荧光RT-PCR检测工作开展中，RNA的提取质量直接决定着检测结果的正确性和灵敏度。在实验操作中一定要严格按照试剂盒的相关要求，在二级生物安全柜内操作，每一步骤应该认真仔细，避免各项试剂被污染，避免样本之间相互交叉污染。在开关EP管时，要注意手的任何部位都不能触及试管口和内部。样品添加时应该进行阴性对照添加，首先加样，然后再添加低浓度的样品，最后添加阳性对照。不能手动混匀样品或者使用移液器混合样品，要使用指定的仪器震荡混合。

6.2扩增

在扩增操作中，检测人员必须按照仪器设备的使用规程進行上机操作，保障各个试管平衡摆放。
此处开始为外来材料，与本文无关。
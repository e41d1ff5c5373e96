use chrono::{NaiveDate, NaiveDateTime};
use serde::Serialize;

use super::domain::{
    BillType, ComplianceStatus, Frequency, Period, PeriodStatus, PropertyId, Schedule, ScheduleId,
    ScheduleType,
};
use super::resolver::ReadinessVerdict;

/// Wire representation of a schedule definition with its dependency set
/// resolved to concrete ids.
#[derive(Debug, Clone, Serialize)]
pub struct ScheduleView {
    pub id: ScheduleId,
    pub property_id: PropertyId,
    pub schedule_type: ScheduleType,
    pub schedule_type_label: &'static str,
    #[serde(skip_serializing_if = "Option::is_none")]
    pub bill_type: Option<BillType>,
    pub frequency: &'static str,
    #[serde(skip_serializing_if = "Option::is_none")]
    pub expected_day_of_month: Option<u8>,
    #[serde(skip_serializing_if = "Option::is_none")]
    pub expected_day_of_week: Option<u8>,
    #[serde(skip_serializing_if = "Option::is_none")]
    pub expected_on: Option<NaiveDate>,
    /// Concrete dependency set, with an empty `depends_on` already expanded
    /// to every active bill input of the property.
    pub depends_on: Vec<ScheduleId>,
    pub wait_for_bills: bool,
    pub is_active: bool,
    #[serde(skip_serializing_if = "Option::is_none")]
    pub next_expected_date: Option<NaiveDate>,
}

impl Schedule {
    pub fn to_view(&self, resolved_depends_on: Vec<ScheduleId>) -> ScheduleView {
        let (expected_day_of_month, expected_day_of_week, expected_on) = match self.frequency {
            Frequency::Monthly { day_of_month } => (Some(day_of_month), None, None),
            Frequency::Weekly { weekday } => {
                (None, Some(weekday.num_days_from_sunday() as u8), None)
            }
            Frequency::Once { on } => (None, None, Some(on)),
        };

        ScheduleView {
            id: self.id.clone(),
            property_id: self.property_id.clone(),
            schedule_type: self.schedule_type,
            schedule_type_label: self.schedule_type.label(),
            bill_type: self.bill_type,
            frequency: self.frequency.label(),
            expected_day_of_month,
            expected_day_of_week,
            expected_on,
            depends_on: resolved_depends_on,
            wait_for_bills: self.wait_for_bills,
            is_active: self.is_active,
            next_expected_date: self.next_expected_date,
        }
    }
}

/// All schedules of one property plus the resolved adjacency, as served to
/// the dashboard configuration screen.
#[derive(Debug, Clone, Serialize)]
pub struct PropertyScheduleBoard {
    pub property_id: PropertyId,
    pub schedules: Vec<ScheduleView>,
}

/// Per-period status row for the compliance dashboard.
#[derive(Debug, Clone, Serialize)]
pub struct PeriodStatusView {
    pub schedule_id: ScheduleId,
    pub schedule_type: ScheduleType,
    pub schedule_type_label: &'static str,
    #[serde(skip_serializing_if = "Option::is_none")]
    pub bill_type: Option<BillType>,
    pub period: Period,
    pub status: ComplianceStatus,
    pub status_label: &'static str,
    pub expected_date: NaiveDate,
    #[serde(skip_serializing_if = "Option::is_none")]
    pub days_late: Option<i64>,
    #[serde(skip_serializing_if = "Option::is_none")]
    pub fulfilled_at: Option<NaiveDateTime>,
    /// Ids still holding this schedule back, for blocked outputs.
    #[serde(skip_serializing_if = "Vec::is_empty")]
    pub blocking_schedule_ids: Vec<ScheduleId>,
}

impl PeriodStatusView {
    pub fn from_status(
        schedule: &Schedule,
        status: PeriodStatus,
        blocking_schedule_ids: Vec<ScheduleId>,
    ) -> Self {
        Self {
            schedule_id: status.schedule_id,
            schedule_type: schedule.schedule_type,
            schedule_type_label: schedule.schedule_type.label(),
            bill_type: schedule.bill_type,
            period: status.period,
            status: status.status,
            status_label: status.status.label(),
            expected_date: status.expected_date,
            days_late: status.days_late,
            fulfilled_at: status.fulfilled_at,
            blocking_schedule_ids,
        }
    }
}

/// Go/no-go answer for the generation pipeline.
#[derive(Debug, Clone, Serialize)]
pub struct ReadinessView {
    pub schedule_id: ScheduleId,
    pub period: Period,
    pub ready: bool,
    #[serde(skip_serializing_if = "Vec::is_empty")]
    pub blocking_schedule_ids: Vec<ScheduleId>,
}

impl ReadinessView {
    pub fn from_verdict(schedule_id: ScheduleId, period: Period, verdict: ReadinessVerdict) -> Self {
        Self {
            schedule_id,
            period,
            ready: verdict.ready,
            blocking_schedule_ids: verdict.blocking_schedule_ids,
        }
    }
}
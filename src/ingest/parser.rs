use chrono::{DateTime, NaiveDate, NaiveDateTime};
use serde::{Deserialize, Deserializer};
use std::io::Read;

use crate::engine::domain::Period;

#[derive(Debug)]
pub(crate) struct FulfillmentRecord {
    pub(crate) schedule_id: String,
    pub(crate) period: Option<Period>,
    pub(crate) processed_at: Option<NaiveDateTime>,
}

pub(crate) fn parse_records<R: Read>(reader: R) -> Result<Vec<FulfillmentRecord>, csv::Error> {
    let mut csv_reader = csv::ReaderBuilder::new()
        .trim(csv::Trim::All)
        .from_reader(reader);
    let mut records = Vec::new();

    for record in csv_reader.deserialize::<FulfillmentRow>() {
        let row = record?;
        records.push(FulfillmentRecord {
            schedule_id: normalize_id(&row.schedule_id),
            period: row.period.as_deref().and_then(Period::parse),
            processed_at: row.processed_at.as_deref().and_then(parse_datetime),
        });
    }

    Ok(records)
}

#[derive(Debug, Deserialize)]
struct FulfillmentRow {
    #[serde(rename = "Schedule ID")]
    schedule_id: String,
    #[serde(rename = "Period", default, deserialize_with = "empty_string_as_none")]
    period: Option<String>,
    #[serde(
        rename = "Processed At",
        default,
        deserialize_with = "empty_string_as_none"
    )]
    processed_at: Option<String>,
}

fn empty_string_as_none<'de, D>(deserializer: D) -> Result<Option<String>, D::Error>
where
    D: Deserializer<'de>,
{
    let opt = Option::<String>::deserialize(deserializer)?;
    Ok(opt.filter(|value| !value.trim().is_empty()))
}

/// Exports occasionally lead with a BOM and pad cells with stray
/// whitespace; ids compare exactly after stripping both.
fn normalize_id(raw: &str) -> String {
    raw.trim_start_matches('\u{feff}').trim().to_string()
}

fn parse_datetime(value: &str) -> Option<NaiveDateTime> {
    let trimmed = value.trim();
    if trimmed.is_empty() {
        return None;
    }

    if let Ok(dt) = DateTime::parse_from_rfc3339(trimmed) {
        return Some(dt.naive_utc());
    }

    if let Ok(date) = NaiveDate::parse_from_str(trimmed, "%Y-%m-%d") {
        return date.and_hms_opt(0, 0, 0);
    }

    None
}

#[cfg(test)]
pub(crate) fn parse_datetime_for_tests(value: &str) -> Option<NaiveDateTime> {
    parse_datetime(value)
}

#[cfg(test)]
pub(crate) fn normalize_id_for_tests(value: &str) -> String {
    normalize_id(value)
}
对于PCR管加盖平盖或者光膜时，不能用手直接触碰，更不能使用记号笔标记[3]。通常大多数仪器设备都会自动扣除本底给出扩增曲线，对于个别因为各种原因导致的失真，在判定中应该将其排除。

7 结束语

RT-PCR检测方法对技术人员的要求较高，任何一个细小的疏忽都有可能造成假阳性和假阴性，导致检测结果不能反映真实的病毒感染情况，因此在实验室诊断中，特殊检测人员在检测中不断加强自身专业素质提升，在操作中认真细致，严格按照实验室的操作规程开展实验，保证检测结果的准确性、精确性。

参考文献

[1]刘贺.荧光RT-PCR准确性的影响因素及控制策略[J].中国动物检疫，2013，30（11）：26-28.

[2]刘贺.兽医实验室RT-PCR的质量控制[J].动物医学进展，2013，34（10）：115-117.

[3]兰玲，王涛.荧光RT-PCR与普通RT-PCR检测技术的比较[J].新疆畜牧业，2012（3）：34-35.

作者简介：黄美芝（1983-），女，壮族，兽医师，本科，主要从事实验室检测方面的工作。